In a patient newly diagnosed with neuroendocrine carcinoma of the cervix, it is important to conduct a thorough gynecologic examination, including a rectovaginal exam, in order to establish the clinical stage. In addition to the physical examination, chest x-ray, intravenous pyelogram, cystoscopy, and proctoscopy are all part of the official International Federation of Gynecology and Obstetrics (FIGO) clinical staging protocol, although most physicians in the developed world forgo those tests in favor of more advanced radiologic imaging studies, such as computed tomography (CT), magnetic resonance imaging (MRI), and/or positron emission tomography (PET). Because of the tendency for small- and large-cell carcinomas of the cervix to spread early to lymph nodes, liver, and lung, I order a PET/CT scan for initial radiologic staging. Unlike with small-cell carcinoma of the lung, MRI of the brain is not necessary unless patients are symptomatic or have disease that has spread to the liver or lungs.

Primary Treatment

Early-stage disease

Both the Society of Gynecologic Oncology and the Gynecologic Cancer Intergroup recommend multimodal therapy for all stages of neuroendocrine tumors of the cervix,[6,7] and the majority of patients receive some combination of surgery, radiation, and chemotherapy.[8] Typically, I treat early-stage disease (stages IA1–IB1) with a radical hysterectomy, bilateral salpingo-oophorectomy, and pelvic lymphadenectomy, followed by chemoradiation with cisplatin (50 mg/m2 on day 1 every 3 weeks) and etoposide (100 mg/m2 on days 1–3 every 3 weeks), and then an additional 2 or 3 cycles of cisplatin and etoposide at the same dose. Originally, we used single-agent cisplatin with radiation; however, over the last few years we have transitioned to full-dose cisplatin and etoposide with radiation, since that regimen is believed to be more effective than therapy with cisplatin alone and patients are usually able to tolerate it along with definitive pelvic radiation.[5] There are no prospective phase II or phase III clinical trials for patients with small- or large-cell cervical cancers, so chemotherapy drug choices have been based on those drugs deemed active in patients with small-cell lung cancer. In contrast to small-cell lung cancer, however, prophylactic brain irradiation is not recommended for cervical cancer patients at any stage of disease.
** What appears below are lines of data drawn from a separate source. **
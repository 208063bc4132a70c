//! Reminder data model.
//!
//! A [`Reminder`] is one medication with a recurring daily schedule made of
//! [`DoseSlot`]s. The serialized form keeps the camelCase field names of the
//! `medicineReminders` payload so existing data loads unchanged.

mod draft;
mod slot;

pub use draft::{ReminderDraft, SlotDraft};
pub use slot::{DosePeriod, DoseSlot, MealTiming};

use chrono::NaiveDate;
use serde::{Deserialize, Serialize};
use std::fmt;
use std::str::FromStr;

/// How often a medicine is taken.
#[derive(Debug, Clone, Copy, PartialEq, Eq, Hash, Serialize, Deserialize)]
#[serde(rename_all = "kebab-case")]
pub enum Frequency {
    OnceDaily,
    TwiceDaily,
    ThriceDaily,
    AsNeeded,
    Weekly,
}

impl Frequency {
    pub const ALL: [Frequency; 5] = [
        Frequency::OnceDaily,
        Frequency::TwiceDaily,
        Frequency::ThriceDaily,
        Frequency::AsNeeded,
        Frequency::Weekly,
    ];

    /// Number of dose slots the frequency implies.
    ///
    /// As-needed and weekly reminders carry no timed slots.
    pub fn slot_count(self) -> usize {
        match self {
            Frequency::OnceDaily => 1,
            Frequency::TwiceDaily => 2,
            Frequency::ThriceDaily => 3,
            Frequency::AsNeeded | Frequency::Weekly => 0,
        }
    }

    /// True for the N-times-daily variants.
    pub fn is_daily(self) -> bool {
        self.slot_count() > 0
    }

    /// Wire name, e.g. `twice-daily`.
    pub fn as_str(self) -> &'static str {
        match self {
            Frequency::OnceDaily => "once-daily",
            Frequency::TwiceDaily => "twice-daily",
            Frequency::ThriceDaily => "thrice-daily",
            Frequency::AsNeeded => "as-needed",
            Frequency::Weekly => "weekly",
        }
    }
}

impl fmt::Display for Frequency {
    fn fmt(&self, f: &mut fmt::Formatter<'_>) -> fmt::Result {
        let label = match self {
            Frequency::OnceDaily => "Once Daily",
            Frequency::TwiceDaily => "Twice Daily",
            Frequency::ThriceDaily => "Thrice Daily",
            Frequency::AsNeeded => "As Needed",
            Frequency::Weekly => "Weekly",
        };
        f.write_str(label)
    }
}

impl FromStr for Frequency {
    type Err = String;

    fn from_str(s: &str) -> Result<Self, Self::Err> {
        Frequency::ALL
            .into_iter()
            .find(|f| f.as_str() == s)
            .ok_or_else(|| {
                format!(
                    "unknown frequency '{s}' (expected one of: once-daily, twice-daily, \
                     thrice-daily, as-needed, weekly)"
                )
            })
    }
}

/// A medication reminder.
#[derive(Debug, Clone, PartialEq, Serialize, Deserialize)]
#[serde(rename_all = "camelCase")]
pub struct Reminder {
    /// Creation timestamp in epoch milliseconds, unique within a store.
    pub id: i64,
    pub medicine_name: String,
    #[serde(default)]
    pub dosage: String,
    pub frequency: Frequency,
    #[serde(default)]
    pub schedule: Vec<DoseSlot>,
    pub start_date: NaiveDate,
    #[serde(default, with = "optional_date")]
    pub end_date: Option<NaiveDate>,
    #[serde(default)]
    pub notes: String,
    #[serde(default = "default_true")]
    pub is_active: bool,
}

fn default_true() -> bool {
    true
}

impl Reminder {
    /// Slots that carry a specific time, with their index in `schedule`.
    pub fn timed_slots(&self) -> impl Iterator<Item = (usize, &DoseSlot)> {
        self.schedule
            .iter()
            .enumerate()
            .filter(|(_, slot)| slot.specific_time.is_some())
    }

    /// `medicine - dosage`, the headline used in alerts.
    pub fn title(&self) -> String {
        if self.dosage.is_empty() {
            self.medicine_name.clone()
        } else {
            format!("{} - {}", self.medicine_name, self.dosage)
        }
    }
}

/// `endDate` is stored as `"YYYY-MM-DD"`; the empty string (or null) means open-ended.
mod optional_date {
    use chrono::NaiveDate;
    use serde::{Deserialize, Deserializer, Serializer};

    pub fn serialize<S: Serializer>(date: &Option<NaiveDate>, s: S) -> Result<S::Ok, S::Error> {
        match date {
            Some(d) => s.collect_str(&d.format("%Y-%m-%d")),
            None => s.serialize_str(""),
        }
    }

    pub fn deserialize<'de, D: Deserializer<'de>>(d: D) -> Result<Option<NaiveDate>, D::Error> {
        let raw: Option<String> = Option::deserialize(d)?;
        match raw.as_deref().map(str::trim) {
            None | Some("") => Ok(None),
            Some(s) => NaiveDate::parse_from_str(s, "%Y-%m-%d")
                .map(Some)
                .map_err(serde::de::Error::custom),
        }
    }
}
Of note, small- and large-cell cervical cancers seem to occur in women younger than those in whom the more common HPV-associated cervical cancers typically develop, and therefore fertility may be a concern for patients and providers. In the past, we have delayed starting treatment for 2 to 3 weeks in order to allow for ovarian stimulation and egg retrieval by our reproductive endocrinology and infertility colleagues. This is our preferred approach to the preservation of fertility in these patients, since it seems more reliable than ovarian transposition, a procedure that, when followed by radiation, leads to ovarian failure in as many as 80% of patients.[9] In addition, there are theoretical concerns that microscopic disease might be left in the ovary and would then be transposed out of the radiation treatment field-although microscopic disease in the ovary in the absence of other sites of metastatic disease is exceedingly rare.

Locally advanced disease

For women with stage IB2–IVA disease, we treat with concurrent chemo­radiation, followed by additional chemotherapy with intent to cure. Radiation typically consists of 40–45 Gy of external beam radiation, followed by an additional 40–45 Gy of brachytherapy. Chemotherapy is the same regimen described above, with cisplatin and etoposide given on an every-3-weeks cycle. For patients with a large burden of nodal metastases and no evidence of intraperitoneal spread, we have had some success with neoadjuvant chemotherapy with cisplatin and etoposide followed by consolidation radiation therapy.

Widely metastatic disease

For patients with metastatic disease (stage IVB) or those with disease not amenable to radiation, we typically treat with chemotherapy alone. Our drugs of choice are again cisplatin and etoposide, but dosed a little higher than for patients receiving concurrent radiation. We give cisplatin at 60 mg/m2 on day 1 every 3 weeks and etoposide at 120 mg/m2 on days 1–3 every 3 weeks. We consider this palliative therapy, the intent of which is to prolong life, with little chance of curative effect.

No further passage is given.